I first discovered this inconspicuous East Village cheese haven on my way to sample Otafuku's okonomiyaki. After noticing all the people bustling in and out, I stopped and stared at the hand-written signs that covered every inch of the shop's window space. Very cheap cheese. Along with the most wallet-friendly cheese you've ever encountered, the shop also carries a number of pastas, jams, breads, crackers, and even a deli. We picked up an enormous half-round of Brie and a Balthazar baguette, both ringing up at only $1.99 each. Remember, this place is cash only—lucky for me that day, I managed to have ten bucks left in my wallet. It tends to get very busy with people getting off of work, so if you can, try to go during your lunch hour when you won't be cramped and rushed—plus, the Balthazar baguettes won't have run out already.

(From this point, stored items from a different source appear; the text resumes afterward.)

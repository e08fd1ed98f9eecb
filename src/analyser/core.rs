//! Per-capture pipeline and the worker pool that runs it over many files.
use chrono::{DateTime, Utc};
use rayon::prelude::*;
use serde::Serialize;
use std::path::{Path, PathBuf};

use super::containers::{CaptureSource, RunningRepresentation, SessionBin};
use super::features::{extract_features, Features};
use super::fusion::fuse;
use super::sessions::sessionize;
use super::source::resolve_source;
use super::store::{RepresentationStore, RepresentationUpdater};
use super::utils::{read_packets, CapturePacketSource, PacketRead};
use crate::config::PipelineConfig;
use crate::error::Result;

#[derive(Clone, Debug, Serialize)]
pub struct BinReport {
    pub start: Option<DateTime<Utc>>,
    pub flows: usize,
    pub packets: usize,
    pub features: Features,
}

impl BinReport {
    /// Bin start in unix seconds, the clock used for fusion.
    pub fn timestamp(&self) -> Option<f64> {
        self.start.map(|s| s.timestamp_micros() as f64 / 1e6)
    }
}

#[derive(Clone, Debug, Serialize)]
pub struct CaptureReport {
    pub file: PathBuf,
    pub valid: bool,
    pub packets: usize,
    pub source: Option<CaptureSource>,
    /// Source rendered in the configured address type.
    pub source_address: Option<String>,
    pub bins: Vec<BinReport>,
    pub representation: Option<RunningRepresentation>,
    pub error: Option<String>,
}

impl CaptureReport {
    fn invalid(file: &Path, packets: usize, error: String) -> Self {
        Self {
            file: file.to_path_buf(),
            valid: false,
            packets,
            source: None,
            source_address: None,
            bins: Vec::new(),
            representation: None,
            error: Some(error),
        }
    }
}

/// Bins with sessions, as fusion inputs in time order.
fn observations(bins: &[BinReport]) -> (Vec<Vec<f64>>, Vec<f64>) {
    bins.iter()
        .filter(|r| !r.features.is_empty())
        .filter_map(|r| r.timestamp().map(|t| (r.features.vector.clone(), t)))
        .unzip()
}

/// Runs one capture through every stage.
///
/// Only configuration problems are returned as errors; anything wrong with the capture
/// itself ends up as `valid: false` in the report.
pub fn analyse(path: &Path, config: &PipelineConfig, source: &dyn CapturePacketSource) -> Result<CaptureReport> {
    config.validate()?;
    Ok(analyse_validated(path, config, source))
}

fn analyse_validated(path: &Path, config: &PipelineConfig, source: &dyn CapturePacketSource) -> CaptureReport {
    log::info!("Starting analysis of {}", path.display());

    let packets = match read_packets(source, path) {
        PacketRead::Packets(packets) => packets,
        PacketRead::Unavailable(reason) => return CaptureReport::invalid(path, 0, reason),
    };
    let packet_count = packets.len();
    if packet_count == 0 {
        return CaptureReport::invalid(path, 0, "no packets".into());
    }

    let bins = match sessionize(packets, config.duration, config.threshold_time) {
        Ok(bins) => bins,
        Err(e) => return CaptureReport::invalid(path, packet_count, e.to_string()),
    };
    if bins.iter().all(SessionBin::is_empty) {
        log::warn!("No sessions past the warm-up window in {}", path.display());
        return CaptureReport::invalid(path, packet_count, "no sessions".into());
    }

    // resolved once for the whole capture and handed to every bin
    let capture_source = resolve_source(&bins, config.include_all_sessions);
    if capture_source.is_unknown() {
        return CaptureReport::invalid(path, packet_count, "capture source could not be resolved".into());
    }

    let reports: Vec<BinReport> = bins
        .iter()
        .map(|bin| BinReport {
            start: bin.start,
            flows: bin.len(),
            packets: bin.packet_count(),
            features: extract_features(bin, Some(&capture_source), config),
        })
        .collect();

    let (vectors, timestamps) = observations(&reports);

    let representation = match fuse(&vectors, &timestamps, None, config.time_constant) {
        Ok(representation) => representation,
        Err(e) => return CaptureReport::invalid(path, packet_count, e.to_string()),
    };

    let valid = representation.is_some();
    log::info!(
        "Finished {}: {} bins, {} with sessions for {}",
        path.display(),
        reports.len(),
        vectors.len(),
        capture_source
    );

    CaptureReport {
        file: path.to_path_buf(),
        valid,
        packets: packet_count,
        source: Some(capture_source),
        source_address: Some(capture_source.address(config.address_type)),
        bins: reports,
        representation,
        error: (!valid).then(|| "no sessions involving the capture source".to_string()),
    }
}

/// Analyses every capture on a pool of `config.workers` threads.
///
/// Captures share nothing while being processed. Reports come back in input order.
pub fn analyse_captures(
    paths: &[PathBuf],
    config: &PipelineConfig,
    source: &dyn CapturePacketSource,
) -> Result<Vec<CaptureReport>> {
    config.validate()?;
    if paths.is_empty() {
        return Ok(Vec::new());
    }

    let workers = config.workers.min(paths.len());
    log::info!("Analysing {} captures on {} workers", paths.len(), workers);

    let pool = rayon::ThreadPoolBuilder::new()
        .num_threads(workers)
        .thread_name(|i| format!("capture-worker-{i}"))
        .build()?;

    Ok(pool.install(|| {
        paths
            .par_iter()
            .map(|path| analyse_validated(path, config, source))
            .collect()
    }))
}

/// Fuses a valid report's bins into the running state stored for its capture source.
///
/// Invalid reports leave the store alone and give `None`.
pub fn update_running<S: RepresentationStore>(
    updater: &RepresentationUpdater<S>,
    report: &CaptureReport,
) -> Result<Option<RunningRepresentation>> {
    let Some(source) = report.source_address.as_deref().filter(|_| report.valid) else {
        return Ok(None);
    };

    let (vectors, timestamps) = observations(&report.bins);
    let other_ips: Vec<_> = report
        .bins
        .iter()
        .flat_map(|b| b.features.other_ips.iter().copied())
        .collect();

    updater.update(source, &vectors, &timestamps, &other_ips)
}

Once we got to the park, we discovered that perhaps drinking red wine in 95 degree heat was not the best of ideas. Paying for a suntan has always been a strange concept to me, even as people like to chime, "Nothing in this world is free." Yet, sitting beneath the merciless rays and surrounded by sunbathing park-goers, my friend looked on the bright and budget-minded side and said, "At least it's cheaper than a tanning salon."
The rest of the weekend continued to prove that going out with friends doesn't mean spending all the money you don't actually have. At the Greenpoint Tavern in Williamsburg, bartenders serve up a $3.50 32 oz Styrofoam cup of Bud that's so big you have to hold it with two hands—not exactly eco-friendly, but budget-friendly and greener for your wallet nonetheless.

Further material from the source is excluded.